• [WORK ITEM]: Beneath this line are the data; copy exactly the part of them that opens with the line containing "let app = build_app(&server_cfg, stores);" and closes with the line containing "While the target is", and only that part.

DATA PROVIDED Start Marker

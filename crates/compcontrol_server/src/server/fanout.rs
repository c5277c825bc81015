#![forbid(unsafe_code)]

use std::time::Duration;

use compcontrol_domain::ConnectionId;
use futures::future::join_all;
use tokio::time::timeout;
use tracing::warn;

use crate::server::gateway::{MessageGateway, PushError};

/// Outcome of pushing one payload to a set of connections.
#[derive(Debug, Clone, Default, PartialEq, Eq)]
pub struct FanOutReport {
	pub attempted: usize,
	pub failures: Vec<(ConnectionId, PushError)>,
}

impl FanOutReport {
	pub fn delivered(&self) -> usize {
		self.attempted.saturating_sub(self.failures.len())
	}

	/// Targets the gateway reported as permanently gone.
	pub fn gone(&self) -> impl Iterator<Item = &ConnectionId> {
		self.failures
			.iter()
			.filter(|(_, e)| *e == PushError::Gone)
			.map(|(id, _)| id)
	}
}

/// Push `payload` to every target concurrently. Each push is bounded by
/// `push_timeout`; a timeout counts as a failed push. Failures never stop the
/// remaining pushes.
pub async fn fan_out(
	gateway: &dyn MessageGateway,
	targets: &[ConnectionId],
	payload: &str,
	push_timeout: Duration,
) -> FanOutReport {
	let pushes = targets.iter().map(|id| async move {
		let res = match timeout(push_timeout, gateway.push(id, payload)).await {
			Ok(res) => res,
			Err(_) => Err(PushError::Timeout),
		};
		(id, res)
	});

	let mut report = FanOutReport {
		attempted: targets.len(),
		failures: Vec::new(),
	};

	for (id, res) in join_all(pushes).await {
		if let Err(e) = res {
			warn!(conn_id = %id, error = %e, "push failed");
			metrics::counter!("compcontrol_push_failures_total", "kind" => e.as_str()).increment(1);
			report.failures.push((id.clone(), e));
		}
	}

	report
}
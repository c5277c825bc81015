#![forbid(unsafe_code)]

use std::sync::Arc;

use anyhow::{Context as _, anyhow};
use tracing::info;

use crate::config::{PersistenceSettings, ServerConfig};
use crate::server::auth::Authorizer;
use crate::server::dispatcher::Dispatcher;
use crate::server::gateway::{LocalGateway, MessageGateway};
use crate::server::handler::EventHandler;
use crate::server::health::HealthState;
use crate::server::http::AppState;
use crate::server::key_store::{InMemoryKeyStore, KeyIssuer, KeyStore, SqlKeyStore};
use crate::server::lifecycle::ConnectionLifecycle;
use crate::server::pinger::Pinger;
use crate::server::registry::{ConnectionRegistry, InMemoryRegistry, SqlRegistry};
use crate::server::scheduler::IntervalScheduler;
use crate::server::store::DatabasePool;
use crate::server::toggler::IdleToggler;

/// Key store and registry backing one server instance.
#[derive(Clone)]
pub struct Stores {
	pub keys: Arc<dyn KeyStore>,
	pub registry: Arc<dyn ConnectionRegistry>,
}

impl Stores {
	pub fn in_memory() -> Self {
		Self {
			keys: Arc::new(InMemoryKeyStore::new()),
			registry: Arc::new(InMemoryRegistry::new()),
		}
	}

	/// SQL-backed stores when persistence is enabled, in-memory otherwise.
	pub async fn from_settings(persistence: &PersistenceSettings) -> anyhow::Result<Self> {
		if !persistence.enabled {
			info!("persistence disabled: using in-memory key store and registry");
			return Ok(Self::in_memory());
		}

		let Some(database_url) = persistence.database_url.as_deref() else {
			return Err(anyhow!("persistence enabled but no database_url configured"));
		};

		let pool = DatabasePool::connect(database_url).await?;

		// Sockets live in this process's gateway only; rows left by an earlier
		// process can never receive a disconnect.
		let registry = SqlRegistry::new(pool.clone());
		let stale = registry.clear().await.context("clear stale connections")?;
		info!(backend = pool.backend_name(), stale, "persistence enabled");

		Ok(Self {
			keys: Arc::new(SqlKeyStore::new(pool)),
			registry: Arc::new(registry),
		})
	}
}

/// Fully wired server components.
pub struct App {
	pub state: AppState,
	pub handler: Arc<EventHandler>,
	pub scheduler: IntervalScheduler,
}

pub fn build_app(cfg: &ServerConfig, stores: Stores) -> App {
	let gateway = LocalGateway::new(cfg.gateway.outbound_queue_capacity);
	let gateway_handle: Arc<dyn MessageGateway> = Arc::new(gateway.clone());
	let scheduler = IntervalScheduler::new();

	let dispatcher = Dispatcher::new(
		cfg.dispatch.allowed_commands.clone(),
		Arc::clone(&stores.keys),
		Arc::clone(&stores.registry),
		Arc::clone(&gateway_handle),
		cfg.dispatch.dispatcher.clone(),
	);
	let pinger = Pinger::new(
		Arc::clone(&stores.registry),
		gateway_handle,
		cfg.dispatch.dispatcher.push_timeout,
	);
	let toggler = IdleToggler::new(Arc::clone(&stores.registry), Arc::new(scheduler.clone()));
	let lifecycle = ConnectionLifecycle::new(Arc::clone(&stores.registry));

	let handler = Arc::new(EventHandler::new(lifecycle, dispatcher, pinger, toggler));

	let state = AppState {
		handler: Arc::clone(&handler),
		authorizer: Authorizer::new(Arc::clone(&stores.keys)),
		issuer: KeyIssuer::new(stores.keys),
		gateway,
		health: HealthState::new(),
		ws_path: cfg.server.ws_path.clone(),
	};

	App {
		state,
		handler,
		scheduler,
	}
}
#![forbid(unsafe_code)]

use compcontrol_protocol::{DispatchOutcome, InboundEvent, MessageBody};
use tracing::{error, warn};

use crate::server::dispatcher::{DispatchInput, Dispatcher};
use crate::server::lifecycle::{ConnectionLifecycle, LifecycleError};
use crate::server::pinger::Pinger;
use crate::server::toggler::IdleToggler;

/// Status plus optional JSON body for one handled event.
#[derive(Debug, Clone, PartialEq, Eq)]
pub struct EventResponse {
	pub status: u16,
	pub body: Option<MessageBody>,
}

impl EventResponse {
	pub fn status_only(status: u16) -> Self {
		Self { status, body: None }
	}

	pub fn with_message(status: u16, message: impl Into<String>) -> Self {
		Self {
			status,
			body: Some(MessageBody::new(message)),
		}
	}

	pub fn is_success(&self) -> bool {
		(200..300).contains(&self.status)
	}
}

impl From<DispatchOutcome> for EventResponse {
	fn from(outcome: DispatchOutcome) -> Self {
		Self {
			status: outcome.status_code(),
			body: Some(outcome.body()),
		}
	}
}

/// Routes each inbound event to the component that owns it.
pub struct EventHandler {
	lifecycle: ConnectionLifecycle,
	dispatcher: Dispatcher,
	pinger: Pinger,
	toggler: IdleToggler,
}

impl EventHandler {
	pub fn new(lifecycle: ConnectionLifecycle, dispatcher: Dispatcher, pinger: Pinger, toggler: IdleToggler) -> Self {
		Self {
			lifecycle,
			dispatcher,
			pinger,
			toggler,
		}
	}

	pub async fn handle(&self, event: InboundEvent) -> EventResponse {
		match event {
			InboundEvent::ClientConnect {
				connection_id,
				presented_token,
			} => match self.lifecycle.on_connect(connection_id, presented_token).await {
				Ok(()) => EventResponse::status_only(200),
				Err(LifecycleError::MissingKey) => {
					warn!("connect rejected: no auth key");
					EventResponse::status_only(403)
				}
				Err(LifecycleError::Store(e)) => {
					error!(error = %e, "connect failed: registry unavailable");
					EventResponse::status_only(500)
				}
			},
			InboundEvent::ClientDisconnect { connection_id } => match self.lifecycle.on_disconnect(&connection_id).await {
				Ok(()) => EventResponse::status_only(200),
				Err(e) => {
					error!(conn_id = %connection_id, error = %e, "disconnect failed");
					EventResponse::status_only(500)
				}
			},
			InboundEvent::DispatchRequest { command, presented_key } => self
				.dispatcher
				.handle(DispatchInput::Request {
					command: &command,
					presented_key: presented_key.as_ref(),
				})
				.await
				.into(),
			InboundEvent::ScheduledWarmer => self.dispatcher.handle(DispatchInput::Warmer).await.into(),
			InboundEvent::ScheduledPing => {
				self.pinger.ping_all().await;
				EventResponse::with_message(200, "Success")
			}
			InboundEvent::ScheduledToggleCheck => match self.toggler.check().await {
				Ok(_) => EventResponse::status_only(200),
				Err(e) => {
					warn!(error = %e, "toggle check failed");
					EventResponse::status_only(500)
				}
			},
		}
	}
}
#![forbid(unsafe_code)]

pub mod event;
pub mod payload;
pub mod response;

pub use event::InboundEvent;
pub use payload::{PayloadKind, PushPayload};
pub use response::{DispatchOutcome, KeyIssuedBody, MessageBody};

use thiserror::Error;

#[derive(Debug, Error)]
pub enum ProtocolError {
	#[error("json encode error: {0}")]
	Encode(#[from] serde_json::Error),
}
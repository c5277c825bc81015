#![forbid(unsafe_code)]

mod config;
mod server;

use std::net::SocketAddr;
use std::path::PathBuf;

use anyhow::Context as _;
use tokio::net::TcpListener;
use tokio::sync::watch;
use tracing::{info, warn};
use tracing_subscriber::layer::SubscriberExt;
use tracing_subscriber::util::SubscriberInitExt;

use crate::server::app::{Stores, build_app};
use crate::server::http::serve;

fn usage_and_exit() -> ! {
	eprintln!(
		"Usage: compcontrol_server [--bind host:port] [--config path]\n\
\n\
Options:\n\
\t--bind     Bind address (default: 127.0.0.1:18280)\n\
\t--config   Config file (default: ~/.compcontrol/config.toml)\n\
\t--help     Show this help\n\
"
	);
	std::process::exit(2)
}

#[derive(Debug, Default)]
struct CliArgs {
	bind: Option<SocketAddr>,
	config: Option<PathBuf>,
}

fn parse_args() -> CliArgs {
	let mut args = CliArgs::default();

	let mut it = std::env::args().skip(1);
	while let Some(arg) = it.next() {
		match arg.as_str() {
			"--help" | "-h" => usage_and_exit(),
			"--bind" | "--listen" => {
				let v = it.next().unwrap_or_else(|| usage_and_exit());
				let addr = v.trim().parse::<SocketAddr>().unwrap_or_else(|e| {
					eprintln!("--bind: {e} (expected host:port)");
					usage_and_exit();
				});
				args.bind = Some(addr);
			}
			"--config" => {
				let v = it.next().unwrap_or_else(|| usage_and_exit());
				if v.trim().is_empty() {
					eprintln!("--config must be non-empty");
					usage_and_exit();
				}
				args.config = Some(PathBuf::from(v));
			}
			other => {
				eprintln!("Unknown argument: {other}");
				usage_and_exit();
			}
		}
	}

	args
}

fn init_tracing() {
	let filter = std::env::var("RUST_LOG").unwrap_or_else(|_| "info,compcontrol_server=debug".to_string());

	let otlp_endpoint = std::env::var("OTEL_EXPORTER_OTLP_ENDPOINT")
		.ok()
		.map(|v| v.trim().to_string())
		.filter(|v| !v.is_empty());
	let base = tracing_subscriber::registry()
		.with(tracing_subscriber::EnvFilter::new(filter))
		.with(tracing_subscriber::fmt::layer().with_target(false));

	if let Some(endpoint) = otlp_endpoint {
		use opentelemetry::global;
		use opentelemetry::trace::TracerProvider as _;
		use opentelemetry_otlp::WithExportConfig;

		match opentelemetry_otlp::SpanExporter::builder()
			.with_tonic()
			.with_endpoint(endpoint.clone())
			.build()
		{
			Ok(exporter) => {
				let tracer_provider = opentelemetry_sdk::trace::SdkTracerProvider::builder()
					.with_batch_exporter(exporter)
					.build();
				let tracer = tracer_provider.tracer("compcontrol_server");
				global::set_tracer_provider(tracer_provider);

				base.with(tracing_opentelemetry::layer().with_tracer(tracer)).init();
				info!(endpoint = %endpoint, "otlp tracing enabled");
			}
			Err(e) => {
				base.init();
				warn!(error = %e, "failed to initialize otlp tracing");
			}
		}
	} else {
		base.init();
	}
}

fn init_metrics(bind: Option<&str>) {
	let Some(bind) = bind else {
		return;
	};

	match bind.parse::<SocketAddr>() {
		Ok(addr) => {
			if let Err(e) = metrics_exporter_prometheus::PrometheusBuilder::new()
				.with_http_listener(addr)
				.install()
			{
				warn!(error = %e, "failed to start metrics exporter");
			} else {
				info!(%addr, "metrics exporter listening");
			}
		}
		Err(e) => {
			warn!(error = %e, %bind, "invalid metrics bind address (expected host:port)");
		}
	}
}

#[tokio::main]
async fn main() -> anyhow::Result<()> {
	init_tracing();

	let args = parse_args();

	let config_path = match args.config {
		Some(path) => path,
		None => crate::config::default_config_path()?,
	};
	let server_cfg = crate::config::load_server_config_from_path(&config_path)?;
	info!(
		path = %config_path.display(),
		commands = server_cfg.dispatch.allowed_commands.len(),
		mode = ?server_cfg.dispatch.dispatcher.mode,
		"loaded server config (toml + env overrides)"
	);

	init_metrics(server_cfg.server.metrics_bind.as_deref());

	let bind_addr = match args.bind {
		Some(addr) => addr,
		None => server_cfg
			.server
			.bind
			.parse::<SocketAddr>()
			.with_context(|| format!("invalid server.bind {:?}", server_cfg.server.bind))?,
	};

	let stores = Stores::from_settings(&server_cfg.persistence).await?;
	let app = build_app(&server_cfg, stores);

	let (shutdown_tx, shutdown_rx) = watch::channel(false);
	let ticks = app
		.scheduler
		.spawn(&server_cfg.schedule, app.handler.clone(), shutdown_rx.clone());

	let listener = TcpListener::bind(bind_addr)
		.await
		.with_context(|| format!("bind {bind_addr}"))?;
	info!(bind = %bind_addr, ws_path = %app.state.ws_path, "compcontrol_server listening");

	let health = app.state.health.clone();
	health.mark_ready();

	let server_task = tokio::spawn(serve(listener, app.state, shutdown_rx));

	if let Err(e) = tokio::signal::ctrl_c().await {
		warn!(error = %e, "failed to listen for ctrl-c");
	}
	info!("shutdown requested");
	health.mark_not_ready();
	let _ = shutdown_tx.send(true);

	match server_task.await {
		Ok(res) => res?,
		Err(e) => warn!(error = %e, "server task panicked"),
	}
	for tick in ticks {
		let _ = tick.await;
	}

	Ok(())
}
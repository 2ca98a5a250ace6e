// Copyright 2025 the Understory Authors
// SPDX-License-Identifier: Apache-2.0 OR MIT

//! Animated scrolling towards an item.
//!
//! The host drives a [`SmoothScroller`] one step per frame. While the target is
//! not attached, each step seeks towards it along the scroll vector; once it is
//! attached, a final step snaps it to the edge it approached from.

use crate::axis::Orientation;
use crate::flow::FlowLayout;
use crate::host::LayoutHost;

/// Direction in which content must scroll to reveal a position.
///
/// Exactly one component is non-zero, and it is `-1` or `1`.
#[derive(Copy, Clone, Debug, PartialEq, Eq, Hash)]
pub struct ScrollVector {
    /// Horizontal component.
    pub x: i32,
    /// Vertical component.
    pub y: i32,
}

impl ScrollVector {
    /// The component along the main axis of `orientation`.
    #[must_use]
    pub const fn main(self, orientation: Orientation) -> i32 {
        match orientation {
            Orientation::Horizontal => self.x,
            Orientation::Vertical => self.y,
        }
    }
}

impl FlowLayout {
    /// Direction towards `target` relative to the first attached child.
    ///
    /// Returns `None` when nothing is attached.
    #[must_use]
    pub fn compute_scroll_vector_for_position<H: LayoutHost>(
        &self,
        target: usize,
        host: &H,
    ) -> Option<ScrollVector> {
        let first = host.child_at(0)?;
        let direction = if target < host.position_of(first) { -1 } else { 1 };
        Some(match self.config.orientation {
            Orientation::Horizontal => ScrollVector { x: direction, y: 0 },
            Orientation::Vertical => ScrollVector { x: 0, y: direction },
        })
    }

    /// Starts an animated scroll towards `position`.
    #[must_use]
    pub fn smooth_scroll_to_position(&self, position: usize) -> SmoothScroller {
        SmoothScroller::new(position)
    }
}

/// Outcome of one [`SmoothScroller::step`].
#[derive(Copy, Clone, Debug, PartialEq, Eq, Hash)]
pub enum SmoothScrollStep {
    /// The target is not attached yet; content scrolled towards it.
    Seeking {
        /// Pixels scrolled this step.
        scrolled: i32,
    },
    /// The target is attached and snapped into place.
    Finished {
        /// Pixels scrolled this step.
        scrolled: i32,
    },
    /// The target is out of range or cannot be reached.
    Aborted,
}

/// Frame-by-frame scroll towards a target position.
#[derive(Copy, Clone, Debug, PartialEq, Eq)]
pub struct SmoothScroller {
    target: usize,
    seek_distance: i32,
    /// Main-axis direction of the first step; decides the snap edge.
    approach: Option<i32>,
    done: bool,
}

impl SmoothScroller {
    /// Pixels scrolled per seeking step unless overridden.
    pub const DEFAULT_SEEK_DISTANCE: i32 = 10_000;

    /// A scroller towards `target` with the default seek distance.
    #[must_use]
    pub const fn new(target: usize) -> Self {
        Self {
            target,
            seek_distance: Self::DEFAULT_SEEK_DISTANCE,
            approach: None,
            done: false,
        }
    }

    /// Sets the pixels scrolled per seeking step; clamped to at least 1.
    #[must_use]
    pub const fn with_seek_distance(mut self, distance: i32) -> Self {
        self.seek_distance = if distance < 1 { 1 } else { distance };
        self
    }

    /// The target adapter position.
    #[must_use]
    pub const fn target(&self) -> usize {
        self.target
    }

    /// Whether the scroller has finished or aborted.
    #[must_use]
    pub const fn is_done(&self) -> bool {
        self.done
    }

    /// Advances the scroll by one frame.
    pub fn step<H: LayoutHost>(&mut self, layout: &mut FlowLayout, host: &mut H) -> SmoothScrollStep {
        if self.done {
            return SmoothScrollStep::Finished { scrolled: 0 };
        }
        let _span = tracing::trace_span!("smooth_scroll_step", target = self.target).entered();
        if self.target >= layout.content_count(host) {
            return self.abort();
        }
        let orientation = layout.orientation();
        let Some(vector) = layout.compute_scroll_vector_for_position(self.target, host) else {
            return self.abort();
        };
        let approach = *self.approach.get_or_insert(vector.main(orientation));

        if let Some(view) = self.attached_target(host) {
            let viewport = host.viewport();
            let bounds = host.bounds(view);
            let axis = layout.axis;
            let distance = if approach > 0 {
                axis.bounds_end(&bounds)
                    - (axis.main_extent(&viewport) - axis.main_padding_end(&viewport))
            } else {
                axis.bounds_start(&bounds) - axis.main_padding_start(&viewport)
            };
            let scrolled = layout.scroll_by(distance, host);
            self.done = true;
            tracing::debug!(target = self.target, scrolled, "smooth scroll snapped");
            return SmoothScrollStep::Finished { scrolled };
        }

        let scrolled = layout.scroll_by(vector.main(orientation) * self.seek_distance, host);
        if scrolled == 0 {
            return self.abort();
        }
        SmoothScrollStep::Seeking { scrolled }
    }

    fn attached_target<H: LayoutHost>(&self, host: &H) -> Option<H::View> {
        (0..host.child_count())
            .filter_map(|index| host.child_at(index))
            .find(|&view| host.position_of(view) == self.target)
    }

    fn abort(&mut self) -> SmoothScrollStep {
        tracing::debug!(target = self.target, "smooth scroll aborted");
        self.done = true;
        SmoothScrollStep::Aborted
    }
}
// Copyright 2025 the Understory Authors
// SPDX-License-Identifier: Apache-2.0 OR MIT

//! Shared fixtures for the integration tests.

#![allow(dead_code, reason = "each test binary uses a different subset")]

use understory_flow_layout::{
    FlowLayout, HeadlessHost, Insets, LayoutHost, Line, Orientation, Size, Viewport,
};

/// Installs a `tracing` subscriber honoring `RUST_LOG`, once per test binary.
pub fn init_tracing() {
    let _ = tracing_subscriber::fmt()
        .with_env_filter(tracing_subscriber::EnvFilter::from_default_env())
        .with_test_writer()
        .try_init();
}

/// A host with `count` equal items in a viewport without padding.
pub fn uniform_host(viewport: Size, count: usize, item: Size) -> HeadlessHost {
    let mut host = HeadlessHost::new(Viewport::new(viewport, Insets::ZERO));
    host.push_items(count, item);
    host
}

/// A vertical layout, laid out once against `host`.
pub fn laid_out(host: &mut HeadlessHost) -> FlowLayout {
    let mut layout = FlowLayout::new(Orientation::Vertical);
    layout.layout_children(host);
    layout
}

/// Item count of every current line.
pub fn line_counts(layout: &FlowLayout) -> Vec<usize> {
    layout.lines().iter().map(Line::item_count).collect()
}

/// Adapter position of the first item of every line.
pub fn line_starts(layout: &FlowLayout, host: &HeadlessHost) -> Vec<usize> {
    let mut child = 0;
    let mut starts = Vec::new();
    for line in layout.lines() {
        if let Some(view) = host.child_at(child) {
            starts.push(host.position_of(view));
        }
        child += line.item_count();
    }
    starts
}

/// Adapter position of the first attached child.
pub fn first_position(host: &HeadlessHost) -> Option<usize> {
    host.child_at(0).map(|view| host.position_of(view))
}

/// Checks that lines and attached children agree.
pub fn assert_consistent(layout: &FlowLayout, host: &HeadlessHost) {
    let lines = layout.lines();
    let total: usize = lines.iter().map(Line::item_count).sum();
    assert_eq!(total, host.child_count(), "line counts must cover children");

    let positions: Vec<usize> = host
        .attached_positions()
        .into_iter()
        .filter(|&position| position < host.content_len())
        .collect();
    for pair in positions.windows(2) {
        assert_eq!(pair[0] + 1, pair[1], "children must be contiguous: {positions:?}");
    }
    for pair in lines.windows(2) {
        assert!(pair[0].end() <= pair[1].start(), "lines overlap: {lines:?}");
    }
    for line in lines {
        assert!(line.item_count() >= 1, "empty line in {lines:?}");
        assert!(line.item_count() <= layout.max_items_per_line());
    }
}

DATA PROVIDED End Marker

• [ANSWER BELOW]:
	let app = build_app(&server_cfg, stores);

	let (shutdown_tx, shutdown_rx) = watch::channel(false);
	let ticks = app
		.scheduler
		.spawn(&server_cfg.schedule, app.handler.clone(), shutdown_rx.clone());

	let listener = TcpListener::bind(bind_addr)
		.await
		.with_context(|| format!("bind {bind_addr}"))?;
	info!(bind = %bind_addr, ws_path = %app.state.ws_path, "compcontrol_server listening");

	let health = app.state.health.clone();
	health.mark_ready();

	let server_task = tokio::spawn(serve(listener, app.state, shutdown_rx));

	if let Err(e) = tokio::signal::ctrl_c().await {
		warn!(error = %e, "failed to listen for ctrl-c");
	}
	info!("shutdown requested");
	health.mark_not_ready();
	let _ = shutdown_tx.send(true);

	match server_task.await {
		Ok(res) => res?,
		Err(e) => warn!(error = %e, "server task panicked"),
	}
	for tick in ticks {
		let _ = tick.await;
	}

	Ok(())
}
repository 2ca98a5a250ace6e
// Copyright 2025 the Understory Authors
// SPDX-License-Identifier: Apache-2.0 OR MIT

//! Animated scrolling towards an item.
//!
//! The host drives a [`SmoothScroller`] one step per frame. While the target is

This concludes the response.